Clinton Establishes Science and Technology Council; Space Station News
One of the major recommendations of Vice President Gore’s National Performance Review (see FYI #151) was implemented on November 23, when President Clinton announced the formation of the National Science and Technology Council (NSTC). The cabinet-level Council is intended to integrate the President’s science and technology policy across the federal government, and ensure consideration of such issues in all federal policies and programs. Clinton himself will chair the Council, and the membership will comprise Vice President Gore; Jack Gibbons, the President’s Assistant for Science and Technology; the Cabinet Secretaries and agency heads responsible for significant science and technology programs; and other White House officials.
In addition to the NSTC, the President also announced he would reestablish a President’s Committee of Advisors on Science and Technology (PCAST). The President will appoint up to 15 members to the Committee, to be drawn from industry, academia, nongovernmental organizations, and other non-federal sources. Clinton’s version appears similar in form to the PCAST under President Bush, which published several reports including the December 1992 “Renewing the Promise: Research-Intensive Universities and the Nation” (see FYI #7 from this year.) Selected portions of Clinton’s statement are quoted below:
“The principle purposes of the NSTC will be to establish clear national goals for federal science and technology investments and to ensure that science, space, and technology policies and programs are developed and implemented to effectively contribute to those national goals.”
“One of the most critical tasks I expect the NSTC to undertake is an across-the-board review of federal spending on research and development. The Council will prepare coordinated R&D budget recommendations for accomplishing national objectives in areas ranging from information technologies to health research, from improving transportation to strengthening fundamental research and international science and technology programs.”
”... Establishing a single, strengthened science and technology policy council within the White House will significantly improve decision making by consolidating and elevating functions previously carried out by a number of separate interagency councils, including the Federal Coordinating Council for Science, Engineering, and Technology, the National Space Council, and the National Critical Materials Council.
“Private sector involvement with the NSTC will be essential to developing successful science and technology policies that help American businesses achieve sustainable growth and create high quality jobs, as well as to maintaining our academic and research institutions’ world leadership in science, engineering, and mathematics.
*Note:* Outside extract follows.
/// Peak sample value. PSNR always assumes 8-bit input regardless of source depth.
pub const MAX_PIXEL_VALUE: f64 = 255.0;

pub const PROGRESS_THROTTLE_FRAMES: usize = 25;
To ensure that federal science and technology policies are reflective of our nation’s needs, today I am also establishing a private sector President’s Committee of Advisors on Science and Technology.”
”...My Administration has premised many of its plans for national revitalization on the concept of public/private partnerships, and my goal for this Committee is to help encourage those partnerships. I will enlist the members’ service in establishing the links to the private sector necessary to help guide federal investments in science and technology toward national goals.
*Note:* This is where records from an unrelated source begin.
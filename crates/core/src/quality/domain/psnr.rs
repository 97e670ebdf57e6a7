use ndarray::Zip;
use thiserror::Error;

use crate::shared::constants::MAX_PIXEL_VALUE;
use crate::shared::frame::{Frame, FrameShape};

#[derive(Error, Debug, Clone, PartialEq)]
#[error("frame shapes do not match: {reference} vs {candidate}")]
pub struct ShapeMismatch {
    pub reference: FrameShape,
    pub candidate: FrameShape,
}

/// Mean squared error over every sample of both frames, all channels
/// flattened with equal weight. Zero-sample frames have an MSE of 0.
pub fn mean_squared_error(reference: &Frame, candidate: &Frame) -> Result<f64, ShapeMismatch> {
    ensure_comparable(reference, candidate)?;

    let samples = reference.shape().sample_count();
    if samples == 0 {
        return Ok(0.0);
    }

    let sum_sq = Zip::from(reference.as_ndarray())
        .and(candidate.as_ndarray())
        .fold(0.0_f64, |acc, &a, &b| {
            let diff = f64::from(a) - f64::from(b);
            acc + diff * diff
        });

    Ok(sum_sq / samples as f64)
}

/// Peak signal-to-noise ratio between two comparable frames, in decibels.
///
/// Returns `f64::INFINITY` when the frames are sample-for-sample identical.
pub fn frame_psnr(reference: &Frame, candidate: &Frame) -> Result<f64, ShapeMismatch> {
    let mse = mean_squared_error(reference, candidate)?;
    Ok(psnr_from_mse(mse))
}

pub fn psnr_from_mse(mse: f64) -> f64 {
    if mse == 0.0 {
        return f64::INFINITY;
    }
    10.0 * (MAX_PIXEL_VALUE * MAX_PIXEL_VALUE / mse).log10()
}

fn ensure_comparable(reference: &Frame, candidate: &Frame) -> Result<(), ShapeMismatch> {
    if reference.is_comparable(candidate) {
        Ok(())
    } else {
        Err(ShapeMismatch {
            reference: reference.shape(),
            candidate: candidate.shape(),
        })
    }
}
“During the campaign, the Vice President and I declared that U.S. scientific and technological leadership are national priorities. The actions taken by this Administration, for example the National Information Infrastructure initiative, the Clean Car initiative, the Technology Reinvestment Project, and the continued support of fundamental science research, bear witness to this conviction. I believe the National Science and Technology Council, working in close cooperation with the President’s Committee of Advisors on Science and Technology, will ensure that we sustain and improve our record in these areas so critical to the Nation’s health, well being, and economic competitiveness.”
While reorganizations and bureaucratic shuffling do not necessarily change the status quo, it is possible that, given President Clinton’s more proactive stance on technology policy, these groups might have greater influence than their predecessors.
RECENT NEWS ON U.S.-RUSSIAN SPACE STATION: FYI #149 described the Clinton Administration’s plans for a joint U.S.-Russian space station. According to recent press accounts, on November 29 Clinton and Gore met with influential Members of Congress and gained support for the cooperative station effort. Members present at the meeting included the chairs of the Senate and House Appropriations Subcommittees responsible for NASA, Sen. Barbara Mikulski (D-Maryland) and Rep. Louis Stokes (D-Ohio). Key NASA authorizers, Sen. Jay Rockefeller (D-West Virginia) and Rep. George Brown (D-California), while not at the meeting, are said to support the plan. Congressional appropriators reportedly have agreed to remove restrictions on 1994 NASA funding relating to cooperation with Russia. The congressional support will enable Gore to sign an agreement on the cooperative plan with the Russians during a mid-December trip to Moscow.